[Provided records Boundary: Start]

use crate::notifications::MeowConfig;
use crate::policy::AdmissionPolicy;
use crate::runtime::RuntimeConfig;
use std::time::Duration;
use tracing::debug;

/// Process configuration, built once at startup and passed explicitly into
/// the components that need it. Nothing else reads the environment.
#[derive(Debug, Clone)]
pub struct AppConfig {
    pub bind_addr: String,
    pub registry: RegistryConfig,
    pub admission: AdmissionPolicy,
    pub runtime: RuntimeConfig,
    pub notifier: MeowConfig,
    /// Shared secret for all endpoints that accept one; unset disables the
    /// check.
    pub webhook_secret: Option<String>,
}

/// Registry and local-alias settings for the sync engine.
#[derive(Debug, Clone)]
pub struct RegistryConfig {
    /// Registry host prefixed onto the remote reference; empty means a
    /// hub-style unprefixed reference.
    pub host: String,
    pub username: Option<String>,
    pub password: Option<String>,
    /// Stable local image name; defaults to the event's image name.
    pub local_image: Option<String>,
    /// Tag applied to the local alias.
    pub local_tag: String,
}

impl Default for RegistryConfig {
    fn default() -> Self {
        Self {
            host: String::new(),
            username: None,
            password: None,
            local_image: None,
            local_tag: "latest".to_string(),
        }
    }
}

impl Default for AppConfig {
    fn default() -> Self {
        Self {
            bind_addr: "0.0.0.0:12082".to_string(),
            registry: RegistryConfig::default(),
            admission: AdmissionPolicy {
                allow_namespace: None,
                ignore_tag: "cache".to_string(),
            },
            runtime: RuntimeConfig::default(),
            notifier: MeowConfig::default(),
            webhook_secret: None,
        }
    }
}

impl AppConfig {
    /// Load configuration from environment variables.
    pub fn from_env() -> Self {
        let defaults = Self::default();

        let config = Self {
            bind_addr: env_string("BIND_ADDR", &defaults.bind_addr),
            registry: RegistryConfig {
                host: env_string("REGISTRY_HOST", ""),
                username: env_optional("REGISTRY_USERNAME"),
                password: env_optional("REGISTRY_PASSWORD"),
                local_image: env_optional("LOCAL_IMAGE_NAME"),
                local_tag: env_string("LOCAL_TAG", "latest"),
            },
            admission: AdmissionPolicy {
                allow_namespace: env_optional("ALLOW_NAMESPACE"),
                ignore_tag: env_string("IGNORE_TAG", "cache"),
            },
            runtime: RuntimeConfig {
                binary: env_string("DOCKER_BIN", "docker"),
                pull_timeout: Duration::from_secs(env_u64("PULL_TIMEOUT_SECS", 600)),
                command_timeout: Duration::from_secs(env_u64("COMMAND_TIMEOUT_SECS", 60)),
            },
            notifier: MeowConfig::from_env(),
            webhook_secret: env_optional("WEBHOOK_SECRET"),
        };

        debug!("Loaded configuration: {:?}", config);
        config
    }
}

// Helper functions for parsing environment values
fn env_string(key: &str, default: &str) -> String {
    std::env::var(key)
        .ok()
        .filter(|v| !v.is_empty())
        .unwrap_or_else(|| default.to_string())
}

fn env_optional(key: &str) -> Option<String> {
    std::env::var(key).ok().filter(|v| !v.is_empty())
}

fn env_u64(key: &str, default: u64) -> u64 {
    std::env::var(key)
        .ok()
        .and_then(|v| v.parse().ok())
        .unwrap_or(default)
}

[Provided records Boundary: End]

● **What is being asked**: Transcribe every entry exactly.

● **Solution to the problem**:
use crate::notifications::MeowConfig;
use crate::policy::AdmissionPolicy;
use crate::runtime::RuntimeConfig;
use std::time::Duration;
use tracing::debug;

/// Process configuration, built once at startup and passed explicitly into
/// the components that need it. Nothing else reads the environment.
#[derive(Debug, Clone)]
pub struct AppConfig {
    pub bind_addr: String,
    pub registry: RegistryConfig,
    pub admission: AdmissionPolicy,
    pub runtime: RuntimeConfig,
    pub notifier: MeowConfig,
    /// Shared secret for all endpoints that accept one; unset disables the
    /// check.
    pub webhook_secret: Option<String>,
}

/// Registry and local-alias settings for the sync engine.
#[derive(Debug, Clone)]
pub struct RegistryConfig {
    /// Registry host prefixed onto the remote reference; empty means a
    /// hub-style unprefixed reference.
    pub host: String,
    pub username: Option<String>,
    pub password: Option<String>,
    /// Stable local image name; defaults to the event's image name.
    pub local_image: Option<String>,
    /// Tag applied to the local alias.
    pub local_tag: String,
}

impl Default for RegistryConfig {
    fn default() -> Self {
        Self {
            host: String::new(),
            username: None,
            password: None,
            local_image: None,
            local_tag: "latest".to_string(),
        }
    }
}

impl Default for AppConfig {
    fn default() -> Self {
        Self {
            bind_addr: "0.0.0.0:12082".to_string(),
            registry: RegistryConfig::default(),
            admission: AdmissionPolicy {
                allow_namespace: None,
                ignore_tag: "cache".to_string(),
            },
            runtime: RuntimeConfig::default(),
            notifier: MeowConfig::default(),
            webhook_secret: None,
        }
    }
}

impl AppConfig {
    /// Load configuration from environment variables.
    pub fn from_env() -> Self {
        let defaults = Self::default();

        let config = Self {
            bind_addr: env_string("BIND_ADDR", &defaults.bind_addr),
            registry: RegistryConfig {
                host: env_string("REGISTRY_HOST", ""),
                username: env_optional("REGISTRY_USERNAME"),
                password: env_optional("REGISTRY_PASSWORD"),
                local_image: env_optional("LOCAL_IMAGE_NAME"),
                local_tag: env_string("LOCAL_TAG", "latest"),
            },
            admission: AdmissionPolicy {
                allow_namespace: env_optional("ALLOW_NAMESPACE"),
                ignore_tag: env_string("IGNORE_TAG", "cache"),
            },
            runtime: RuntimeConfig {
                binary: env_string("DOCKER_BIN", "docker"),
                pull_timeout: Duration::from_secs(env_u64("PULL_TIMEOUT_SECS", 600)),
                command_timeout: Duration::from_secs(env_u64("COMMAND_TIMEOUT_SECS", 60)),
            },
            notifier: MeowConfig::from_env(),
            webhook_secret: env_optional("WEBHOOK_SECRET"),
        };

        debug!("Loaded configuration: {:?}", config);
        config
    }
}

// Helper functions for parsing environment values
fn env_string(key: &str, default: &str) -> String {
    std::env::var(key)
        .ok()
        .filter(|v| !v.is_empty())
        .unwrap_or_else(|| default.to_string())
}

fn env_optional(key: &str) -> Option<String> {
    std::env::var(key).ok().filter(|v| !v.is_empty())
}

fn env_u64(key: &str, default: u64) -> u64 {
    std::env::var(key)
        .ok()
        .and_then(|v| v.parse().ok())
        .unwrap_or(default)
}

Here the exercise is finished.